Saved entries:
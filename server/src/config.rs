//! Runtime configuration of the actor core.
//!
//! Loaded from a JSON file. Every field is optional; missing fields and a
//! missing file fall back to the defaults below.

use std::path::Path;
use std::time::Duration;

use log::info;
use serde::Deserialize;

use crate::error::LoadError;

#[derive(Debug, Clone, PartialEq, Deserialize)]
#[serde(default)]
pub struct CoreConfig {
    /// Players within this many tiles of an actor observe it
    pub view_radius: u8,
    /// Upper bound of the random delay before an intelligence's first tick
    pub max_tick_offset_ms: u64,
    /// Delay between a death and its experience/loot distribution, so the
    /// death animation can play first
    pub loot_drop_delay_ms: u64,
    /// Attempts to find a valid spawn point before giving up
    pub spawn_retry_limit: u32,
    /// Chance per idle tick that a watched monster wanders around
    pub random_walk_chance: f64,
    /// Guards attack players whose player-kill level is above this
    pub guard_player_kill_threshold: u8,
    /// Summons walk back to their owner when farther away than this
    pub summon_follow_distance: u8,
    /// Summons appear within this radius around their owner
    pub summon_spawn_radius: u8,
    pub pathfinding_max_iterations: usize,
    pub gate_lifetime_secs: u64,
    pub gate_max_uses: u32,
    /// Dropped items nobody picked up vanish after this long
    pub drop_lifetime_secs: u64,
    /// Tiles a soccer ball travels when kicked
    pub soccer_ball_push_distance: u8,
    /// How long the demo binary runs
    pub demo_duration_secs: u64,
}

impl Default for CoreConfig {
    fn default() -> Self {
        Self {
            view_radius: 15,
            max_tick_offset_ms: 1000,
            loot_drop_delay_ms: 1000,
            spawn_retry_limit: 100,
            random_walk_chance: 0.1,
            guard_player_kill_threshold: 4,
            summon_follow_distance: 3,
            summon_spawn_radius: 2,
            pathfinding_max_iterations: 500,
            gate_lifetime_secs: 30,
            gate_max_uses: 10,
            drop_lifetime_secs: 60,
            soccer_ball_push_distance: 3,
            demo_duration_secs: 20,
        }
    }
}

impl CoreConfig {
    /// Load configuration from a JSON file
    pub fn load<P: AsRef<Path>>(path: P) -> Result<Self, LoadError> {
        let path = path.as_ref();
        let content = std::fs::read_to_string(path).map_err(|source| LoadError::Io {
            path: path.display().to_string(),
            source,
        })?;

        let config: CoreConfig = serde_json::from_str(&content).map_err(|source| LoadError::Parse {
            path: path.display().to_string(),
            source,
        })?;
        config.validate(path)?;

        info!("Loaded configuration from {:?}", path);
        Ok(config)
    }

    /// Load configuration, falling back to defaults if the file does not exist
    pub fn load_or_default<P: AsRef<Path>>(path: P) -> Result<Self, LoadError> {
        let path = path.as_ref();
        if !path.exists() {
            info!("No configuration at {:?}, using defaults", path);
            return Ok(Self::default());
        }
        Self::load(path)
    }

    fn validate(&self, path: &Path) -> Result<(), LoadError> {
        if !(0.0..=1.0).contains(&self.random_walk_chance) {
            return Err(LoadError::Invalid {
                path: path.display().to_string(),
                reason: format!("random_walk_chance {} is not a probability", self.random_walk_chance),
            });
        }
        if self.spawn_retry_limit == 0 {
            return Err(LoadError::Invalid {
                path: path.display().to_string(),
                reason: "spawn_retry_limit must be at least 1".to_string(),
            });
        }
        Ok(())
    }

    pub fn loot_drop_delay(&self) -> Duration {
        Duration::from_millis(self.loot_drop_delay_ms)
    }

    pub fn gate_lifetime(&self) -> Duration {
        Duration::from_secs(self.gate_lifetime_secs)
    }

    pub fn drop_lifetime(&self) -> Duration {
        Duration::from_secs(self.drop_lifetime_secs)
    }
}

- _What the task asks_: Nothing in the records should be left out; write all of them out again exactly.

- _Solution to the problem_:
filename server/src/config.rs
//! Runtime configuration of the actor core.
//!
//! Loaded from a JSON file. Every field is optional; missing fields and a
//! missing file fall back to the defaults below.

use std::path::Path;
use std::time::Duration;

use log::info;
use serde::Deserialize;

use crate::error::LoadError;

#[derive(Debug, Clone, PartialEq, Deserialize)]
#[serde(default)]
pub struct CoreConfig {
    /// Players within this many tiles of an actor observe it
    pub view_radius: u8,
    /// Upper bound of the random delay before an intelligence's first tick
    pub max_tick_offset_ms: u64,
    /// Delay between a death and its experience/loot distribution, so the
    /// death animation can play first
    pub loot_drop_delay_ms: u64,
    /// Attempts to find a valid spawn point before giving up
    pub spawn_retry_limit: u32,
    /// Chance per idle tick that a watched monster wanders around
    pub random_walk_chance: f64,
    /// Guards attack players whose player-kill level is above this
    pub guard_player_kill_threshold: u8,
    /// Summons walk back to their owner when farther away than this
    pub summon_follow_distance: u8,
    /// Summons appear within this radius around their owner
    pub summon_spawn_radius: u8,
    pub pathfinding_max_iterations: usize,
    pub gate_lifetime_secs: u64,
    pub gate_max_uses: u32,
    /// Dropped items nobody picked up vanish after this long
    pub drop_lifetime_secs: u64,
    /// Tiles a soccer ball travels when kicked
    pub soccer_ball_push_distance: u8,
    /// How long the demo binary runs
    pub demo_duration_secs: u64,
}

impl Default for CoreConfig {
    fn default() -> Self {
        Self {
            view_radius: 15,
            max_tick_offset_ms: 1000,
            loot_drop_delay_ms: 1000,
            spawn_retry_limit: 100,
            random_walk_chance: 0.1,
            guard_player_kill_threshold: 4,
            summon_follow_distance: 3,
            summon_spawn_radius: 2,
            pathfinding_max_iterations: 500,
            gate_lifetime_secs: 30,
            gate_max_uses: 10,
            drop_lifetime_secs: 60,
            soccer_ball_push_distance: 3,
            demo_duration_secs: 20,
        }
    }
}

impl CoreConfig {
    /// Load configuration from a JSON file
    pub fn load<P: AsRef<Path>>(path: P) -> Result<Self, LoadError> {
        let path = path.as_ref();
        let content = std::fs::read_to_string(path).map_err(|source| LoadError::Io {
            path: path.display().to_string(),
            source,
        })?;

        let config: CoreConfig = serde_json::from_str(&content).map_err(|source| LoadError::Parse {
            path: path.display().to_string(),
            source,
        })?;
        config.validate(path)?;

        info!("Loaded configuration from {:?}", path);
        Ok(config)
    }

    /// Load configuration, falling back to defaults if the file does not exist
    pub fn load_or_default<P: AsRef<Path>>(path: P) -> Result<Self, LoadError> {
        let path = path.as_ref();
        if !path.exists() {
            info!("No configuration at {:?}, using defaults", path);
            return Ok(Self::default());
        }
        Self::load(path)
    }

    fn validate(&self, path: &Path) -> Result<(), LoadError> {
        if !(0.0..=1.0).contains(&self.random_walk_chance) {
            return Err(LoadError::Invalid {
                path: path.display().to_string(),
                reason: format!("random_walk_chance {} is not a probability", self.random_walk_chance),
            });
        }
        if self.spawn_retry_limit == 0 {
            return Err(LoadError::Invalid {
                path: path.display().to_string(),
                reason: "spawn_retry_limit must be at least 1".to_string(),
            });
        }
        Ok(())
    }

    pub fn loot_drop_delay(&self) -> Duration {
        Duration::from_millis(self.loot_drop_delay_ms)
    }

    pub fn gate_lifetime(&self) -> Duration {
        Duration::from_secs(self.gate_lifetime_secs)
    }

    pub fn drop_lifetime(&self) -> Duration {
        Duration::from_secs(self.drop_lifetime_secs)
    }
}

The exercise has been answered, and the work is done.